Parlamentares e militantes bolsonaristas acusam e atacam publicamente alguns militares da elite das Forças Armadas, aos quais denominam de petistas, lulistas e até de melancias, isto é, verde oliva por fora e vermelho por dentro. Tudo isso porque eles se opuseram ao golpe de Estado planejado pelo então presidente Jair Bolsonaro, com a anuência de uma dúzia de generais, de um almirante e de um exército de governadores, senadores, deputados, prefeitos, vereadores e “patriotas” loucos pelo poder. Há dúvidas sobre as convicções democráticas dos generais Freire Gomes e Valério Stumpf, respectivamente comandante e chefe do Estado-Maior do Exército à época.
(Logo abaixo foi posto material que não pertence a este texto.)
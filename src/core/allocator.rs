//! Split allocation - turns one expense amount into per-member owed shares.
//!
//! All arithmetic happens on whole minor units. Whatever cannot be divided evenly
//! is handed out one minor unit at a time to participants in ascending member id
//! order, so the shares always add up to exactly the expense amount.

use super::{model::MemberId, money::Money};
use crate::errors::{Error, Result};
use rust_decimal::{Decimal, prelude::ToPrimitive};
use std::collections::BTreeMap;

/// Splits `amount` between `participants`.
///
/// Without `weights` every participant owes an equal share. With `weights`, given in
/// the same order as `participants`, each share is proportional to its weight and
/// floored to a whole minor unit before the leftover units are distributed.
///
/// # Errors
/// - [`Error::InvalidAmount`] if `amount` is zero or negative
/// - [`Error::EmptyParticipants`] if there is nobody to split between
/// - [`Error::DuplicateParticipant`] if a member is listed twice
/// - [`Error::InvalidWeights`] if a weight is not positive or the counts differ
pub fn allocate(
    amount: Money,
    participants: &[MemberId],
    weights: Option<&[Decimal]>,
) -> Result<BTreeMap<MemberId, Money>> {
    if !amount.is_positive() {
        return Err(Error::InvalidAmount {
            amount: Decimal::from(amount.minor()),
        });
    }

    if participants.is_empty() {
        return Err(Error::EmptyParticipants);
    }

    let mut shares = BTreeMap::new();
    match weights {
        None => {
            let count = i64::try_from(participants.len())?;
            let base = Money::from_minor(amount.minor() / count);
            for &member in participants {
                if shares.insert(member, base).is_some() {
                    return Err(Error::DuplicateParticipant { member });
                }
            }
        }
        Some(weights) => {
            validate_weights(participants, weights)?;
            let total_weight = weights
                .iter()
                .try_fold(Decimal::ZERO, |sum, weight| sum.checked_add(*weight))
                .ok_or(Error::InvalidWeights {
                    message: "weights are too large to add up".to_string(),
                })?;
            let total = Decimal::from(amount.minor());

            for (&member, &weight) in participants.iter().zip(weights) {
                let share = total
                    .checked_mul(weight)
                    .and_then(|scaled| scaled.checked_div(total_weight))
                    .and_then(|exact| exact.floor().to_i64())
                    .ok_or(Error::InvalidWeights {
                        message: format!("share for member {member} does not fit in minor units"),
                    })?;
                if shares.insert(member, Money::from_minor(share)).is_some() {
                    return Err(Error::DuplicateParticipant { member });
                }
            }
        }
    }

    distribute_remainder(amount, &mut shares)?;
    Ok(shares)
}

fn validate_weights(participants: &[MemberId], weights: &[Decimal]) -> Result<()> {
    if weights.len() != participants.len() {
        return Err(Error::InvalidWeights {
            message: format!(
                "expected {} weights, got {}",
                participants.len(),
                weights.len()
            ),
        });
    }

    if let Some(weight) = weights.iter().find(|weight| **weight <= Decimal::ZERO) {
        return Err(Error::InvalidWeights {
            message: format!("weight {weight} is not positive"),
        });
    }

    Ok(())
}

/// Hands the minor units lost to flooring back out, one each, lowest member id first.
///
/// Flooring loses less than one unit per participant. Weights so far apart that
/// decimal precision runs out can break that, and are rejected.
fn distribute_remainder(amount: Money, shares: &mut BTreeMap<MemberId, Money>) -> Result<()> {
    let remainder = Money::checked_sum(shares.values().copied())
        .and_then(|allocated| amount.checked_sub(allocated))
        .map(Money::minor)
        .ok_or(Error::AmountOverflow {
            operation: "adding up allocated shares",
        })?;

    let count = i64::try_from(shares.len())?;
    if !(0..count).contains(&remainder) {
        return Err(Error::InvalidWeights {
            message: format!("weights do not split {amount} minor units exactly"),
        });
    }

    for share in shares.values_mut().take(usize::try_from(remainder)?) {
        *share += Money::from_minor(1);
    }
    Ok(())
}

#[cfg(test)]
mod tests {
    #![allow(clippy::unwrap_used)]
    use super::*;
    use std::str::FromStr;

    fn members(ids: &[i64]) -> Vec<MemberId> {
        ids.iter().copied().map(MemberId).collect()
    }

    fn minor(shares: &BTreeMap<MemberId, Money>) -> Vec<(i64, i64)> {
        shares.iter().map(|(m, s)| (m.0, s.minor())).collect()
    }

    #[test]
    fn test_equal_split_exact() {
        let shares = allocate(Money::from_minor(1200), &members(&[1, 2, 3, 4]), None).unwrap();
        assert_eq!(minor(&shares), vec![(1, 300), (2, 300), (3, 300), (4, 300)]);
    }

    #[test]
    fn test_equal_split_remainder_goes_to_lowest_ids() {
        let shares = allocate(Money::from_minor(100), &members(&[1, 2, 3]), None).unwrap();
        assert_eq!(minor(&shares), vec![(1, 34), (2, 33), (3, 33)]);
    }

    #[test]
    fn test_remainder_order_ignores_input_order() {
        let shares = allocate(Money::from_minor(101), &members(&[9, 4, 7]), None).unwrap();
        assert_eq!(minor(&shares), vec![(4, 34), (7, 34), (9, 33)]);
    }

    #[test]
    fn test_single_participant_gets_everything() {
        let shares = allocate(Money::from_minor(999), &members(&[5]), None).unwrap();
        assert_eq!(minor(&shares), vec![(5, 999)]);
    }

    #[test]
    fn test_amount_smaller_than_participant_count() {
        let shares = allocate(Money::from_minor(2), &members(&[1, 2, 3]), None).unwrap();
        assert_eq!(minor(&shares), vec![(1, 1), (2, 1), (3, 0)]);
    }

    #[test]
    fn test_weighted_split() {
        let weights = [Decimal::from(2), Decimal::from(1), Decimal::from(1)];
        let shares =
            allocate(Money::from_minor(1000), &members(&[1, 2, 3]), Some(&weights)).unwrap();
        assert_eq!(minor(&shares), vec![(1, 500), (2, 250), (3, 250)]);
    }

    #[test]
    fn test_weighted_split_with_remainder() {
        // 100 * 1/3 = 33.33.., floors to 33 each, one unit left for member 1
        let weights = [Decimal::ONE, Decimal::ONE, Decimal::ONE];
        let shares =
            allocate(Money::from_minor(100), &members(&[1, 2, 3]), Some(&weights)).unwrap();
        assert_eq!(minor(&shares), vec![(1, 34), (2, 33), (3, 33)]);
    }

    #[test]
    fn test_fractional_weights() {
        let weights = [
            Decimal::from_str("0.5").unwrap(),
            Decimal::from_str("1.5").unwrap(),
        ];
        let shares = allocate(Money::from_minor(401), &members(&[1, 2]), Some(&weights)).unwrap();
        // 100.25 -> 100, 300.75 -> 300, one leftover unit to member 1
        assert_eq!(minor(&shares), vec![(1, 101), (2, 300)]);
    }

    #[test]
    fn test_invalid_amount() {
        let result = allocate(Money::ZERO, &members(&[1]), None);
        assert!(matches!(result, Err(Error::InvalidAmount { .. })));

        let result = allocate(Money::from_minor(-5), &members(&[1]), None);
        assert!(matches!(result, Err(Error::InvalidAmount { .. })));
    }

    #[test]
    fn test_empty_participants() {
        let result = allocate(Money::from_minor(100), &[], None);
        assert!(matches!(result, Err(Error::EmptyParticipants)));
    }

    #[test]
    fn test_duplicate_participant() {
        let result = allocate(Money::from_minor(100), &members(&[1, 2, 1]), None);
        assert!(matches!(
            result,
            Err(Error::DuplicateParticipant { member: MemberId(1) })
        ));
    }

    #[test]
    fn test_invalid_weights() {
        let participants = members(&[1, 2]);

        let result = allocate(Money::from_minor(100), &participants, Some(&[Decimal::ONE]));
        assert!(matches!(result, Err(Error::InvalidWeights { .. })));

        let result = allocate(
            Money::from_minor(100),
            &participants,
            Some(&[Decimal::ONE, Decimal::ZERO]),
        );
        assert!(matches!(result, Err(Error::InvalidWeights { .. })));

        let result = allocate(
            Money::from_minor(100),
            &participants,
            Some(&[Decimal::ONE, Decimal::NEGATIVE_ONE]),
        );
        assert!(matches!(result, Err(Error::InvalidWeights { .. })));
    }

    #[test]
    fn test_huge_weights_are_rejected_not_panicking() {
        let third = Decimal::from_str("0.3333333333333333333333333333").unwrap();
        let weights = [Decimal::from_str("3333333333333333333333333333").unwrap(), third, third];
        let result = allocate(Money::from_minor(99), &members(&[1, 2, 3]), Some(&weights));
        assert!(matches!(result, Err(Error::InvalidWeights { .. })));

        let weights = [Decimal::from(1_000_000_000_000_000_i64), Decimal::ONE];
        let result = allocate(
            Money::from_minor(1_000_000_000_000_000),
            &members(&[1, 2]),
            Some(&weights),
        );
        assert!(matches!(result, Err(Error::InvalidWeights { .. })));

        let weights = [Decimal::MAX, Decimal::MAX];
        let result = allocate(Money::from_minor(10), &members(&[1, 2]), Some(&weights));
        assert!(matches!(result, Err(Error::InvalidWeights { .. })));
    }

    #[test]
    fn test_largest_amount_splits_exactly() {
        let shares = allocate(Money::from_minor(i64::MAX), &members(&[1, 2, 3]), None).unwrap();
        let total = Money::checked_sum(shares.values().copied());
        assert_eq!(total, Some(Money::from_minor(i64::MAX)));
    }
}
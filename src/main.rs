use dotenvy::dotenv;
use split_buddy::{
    config::{database, ledger},
    core::{
        balance::group_balances,
        expense::{NewExpense, record_expense},
        group::{get_group_by_id, get_group_members},
        member::seed_members,
        model::{ExpenseCategory, GroupId, MemberId},
        money::Money,
        report::{format_balance_lines, format_debt, format_money, format_payment, member_names},
    },
    errors::{Error, Result},
    store::SeaOrmStore,
};
use tracing::{error, info};
use tracing_subscriber::EnvFilter;

const USAGE: &str =
    "Usage: split-buddy <group-id> [add <payer-id> <amount> <description...>]";

#[tokio::main(flavor = "current_thread")]
async fn main() -> Result<()> {
    // 1. Initialize tracing (as early as possible)
    tracing_subscriber::fmt()
        .with_env_filter(
            EnvFilter::try_from_default_env().unwrap_or_else(|_| EnvFilter::new("info")),
        )
        .init();

    // 2. Load .env file, non-fatal since env vars can be set externally
    dotenv().ok();

    // 3. Load the ledger configuration
    let config = ledger::load_default_config()
        .inspect_err(|e| error!("Failed to load configuration: {}", e))?;

    // 4. Connect and make sure the tables exist
    let db = database::create_connection()
        .await
        .inspect_err(|e| error!("Failed to connect to database: {}", e))?;
    database::create_tables(&db).await?;
    info!("Database initialized successfully.");

    seed_members(&db, &config)
        .await
        .inspect(|created| info!("Member seeding done, {created} new member(s)."))
        .inspect_err(|e| error!("Failed to seed members: {}", e))?;

    // 5. Report on the requested group
    let args: Vec<String> = std::env::args().skip(1).collect();
    let Some(arg) = args.first() else {
        info!("No group id given, nothing to report. {USAGE}");
        return Ok(());
    };
    let group_id = GroupId(parse_id("group id", arg)?);

    let group = get_group_by_id(&db, group_id)
        .await?
        .ok_or(Error::GroupNotFound { group: group_id })?;

    // 6. Optionally record an equally split expense first
    match args.get(1).map(String::as_str) {
        None => {}
        Some("add") => {
            let [payer, amount, description @ ..] = &args[2..] else {
                return Err(Error::Config {
                    message: format!("Missing payer or amount. {USAGE}"),
                });
            };
            let participants: Vec<MemberId> = get_group_members(&db, group_id)
                .await?
                .into_iter()
                .map(|member| member.id)
                .collect();

            let recorded = record_expense(
                &db,
                NewExpense {
                    group_id,
                    paid_by: MemberId(parse_id("payer id", payer)?),
                    amount: Money::parse(amount, config.currency.minor_unit_digits)?,
                    currency: config.currency.code.clone(),
                    description: description.join(" "),
                    category: ExpenseCategory::Other,
                    participants,
                    weights: None,
                },
            )
            .await
            .inspect_err(|e| error!("Failed to record expense: {}", e))?;

            println!(
                "Recorded {:?} for {}, split {} ways",
                recorded.expense.description,
                format_money(recorded.expense.amount, &config.currency),
                recorded.splits.len()
            );
            println!();
        }
        Some(other) => {
            return Err(Error::Config {
                message: format!("Unknown command {other:?}. {USAGE}"),
            });
        }
    }

    let store = SeaOrmStore::new(db);
    let balances = group_balances(&store, group_id)
        .await
        .inspect_err(|e| error!("Failed to compute balances: {}", e))?;

    let names = member_names(&balances.members);
    let currency = &config.currency;

    println!("{} ({} members)", group.name, balances.members.len());
    println!();
    println!("Balances:");
    for line in format_balance_lines(&balances.ledger, &names, currency) {
        println!("  {line}");
    }

    println!();
    println!("Outstanding debts:");
    for debt in balances.ledger.debts() {
        println!("  {}", format_debt(&debt, &names, currency));
    }

    println!();
    println!("Suggested payments:");
    if balances.settlement.is_empty() {
        println!("  Everyone is settled up");
    }
    for payment in &balances.settlement {
        println!("  {}", format_payment(payment, &names, currency));
    }

    Ok(())
}

fn parse_id(what: &str, value: &str) -> Result<i64> {
    value.parse::<i64>().map_err(|e| Error::Config {
        message: format!("Invalid {what} {value:?}: {e}"),
    })
}
//! Friend lists - the members someone keeps handy when filling a group.
//!
//! A friendship row belongs to the member who created it. Adding Rahul to Priya's
//! list does not put Priya on Rahul's.

use super::{
    group::get_group_member_ids,
    member::ensure_members_exist,
    model::{GroupId, Member, MemberId},
};
use crate::{
    entities::{self, friendship, member},
    errors::{Error, Result},
};
use chrono::Utc;
use sea_orm::{QueryOrder, Set, TransactionTrait, prelude::*};
use std::collections::BTreeSet;
use tracing::{info, instrument};

/// Puts `friend` on `member`'s friend list and returns the friend.
///
/// # Errors
/// - [`Error::CannotFriendSelf`] if both ids are the same
/// - [`Error::MemberNotFound`] if either member does not exist
/// - [`Error::AlreadyFriends`] if the friendship is already recorded
#[instrument(skip(db))]
pub async fn add_friend(
    db: &DatabaseConnection,
    member: MemberId,
    friend: MemberId,
) -> Result<Member> {
    if member == friend {
        return Err(Error::CannotFriendSelf { member });
    }

    let txn = db.begin().await?;
    ensure_members_exist(&txn, &[member, friend]).await?;

    if friend_ids(&txn, member).await?.contains(&friend) {
        return Err(Error::AlreadyFriends { member, friend });
    }

    friendship::ActiveModel {
        member_id: Set(member.0),
        friend_id: Set(friend.0),
        created_at: Set(Utc::now()),
        ..Default::default()
    }
    .insert(&txn)
    .await?;

    let added = entities::Member::find_by_id(friend.0)
        .one(&txn)
        .await?
        .ok_or(Error::MemberNotFound { member: friend })?;

    txn.commit().await?;

    info!("Member {member} added {friend} as a friend");
    Ok(added.into())
}

/// Takes `friend` off `member`'s list. Returns false when they were not on it.
pub async fn remove_friend(
    db: &DatabaseConnection,
    member: MemberId,
    friend: MemberId,
) -> Result<bool> {
    let result = entities::Friendship::delete_many()
        .filter(friendship::Column::MemberId.eq(member.0))
        .filter(friendship::Column::FriendId.eq(friend.0))
        .exec(db)
        .await?;

    Ok(result.rows_affected > 0)
}

/// Lists a member's friends, ordered by display name.
pub async fn get_friends(db: &DatabaseConnection, member: MemberId) -> Result<Vec<Member>> {
    let ids: Vec<i64> = friend_ids(db, member).await?.into_iter().map(|id| id.0).collect();
    if ids.is_empty() {
        return Ok(Vec::new());
    }

    Ok(entities::Member::find()
        .filter(member::Column::Id.is_in(ids))
        .order_by_asc(member::Column::DisplayName)
        .order_by_asc(member::Column::Id)
        .all(db)
        .await?
        .into_iter()
        .map(Into::into)
        .collect())
}

/// Friends of `member` who are not in the group yet.
pub async fn get_friends_not_in_group(
    db: &DatabaseConnection,
    member: MemberId,
    group_id: GroupId,
) -> Result<Vec<Member>> {
    let in_group = get_group_member_ids(db, group_id).await?;
    let mut friends = get_friends(db, member).await?;
    friends.retain(|friend| !in_group.contains(&friend.id));
    Ok(friends)
}

/// Members whose name contains `query` and who are neither `member` nor one of
/// their friends. Matching ignores case.
pub async fn suggest_friends(
    db: &DatabaseConnection,
    member: MemberId,
    query: &str,
) -> Result<Vec<Member>> {
    let query = query.trim().to_lowercase();
    let mut excluded = friend_ids(db, member).await?;
    excluded.insert(member);

    Ok(entities::Member::find()
        .order_by_asc(member::Column::DisplayName)
        .all(db)
        .await?
        .into_iter()
        .map(Member::from)
        .filter(|candidate| !excluded.contains(&candidate.id))
        .filter(|candidate| candidate.display_name.to_lowercase().contains(&query))
        .collect())
}

async fn friend_ids<C>(db: &C, member: MemberId) -> Result<BTreeSet<MemberId>>
where
    C: ConnectionTrait,
{
    Ok(entities::Friendship::find()
        .filter(friendship::Column::MemberId.eq(member.0))
        .all(db)
        .await?
        .into_iter()
        .map(|row| MemberId(row.friend_id))
        .collect())
}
Às favas com as convicções. Importante é a contribuição para o fim definitivo do que mal começou. Também convicto, o brigadeiro Baptista Junior, então comandante da Aeronáutica, ainda hoje sofre com os ataques das viúvas de Jair Messias. Os três são acusados por alguns de omissão, pois tinham conhecimento da ilegalidade e não a denunciaram. Só o fizeram depois da delação premiada do tenente-coronel Mauro Cid, ou seja, já sob um novo governo. Há controvérsias a respeito do argumento justificando o silêncio. Segundo os generais, contar significaria substituição sumária, o que deixaria Bolsonaro com a faca, o queijo e a marmelada na mão. Os acusadores insistem em lembrar que o governo golpista se encerrou no dia 31 de dezembro.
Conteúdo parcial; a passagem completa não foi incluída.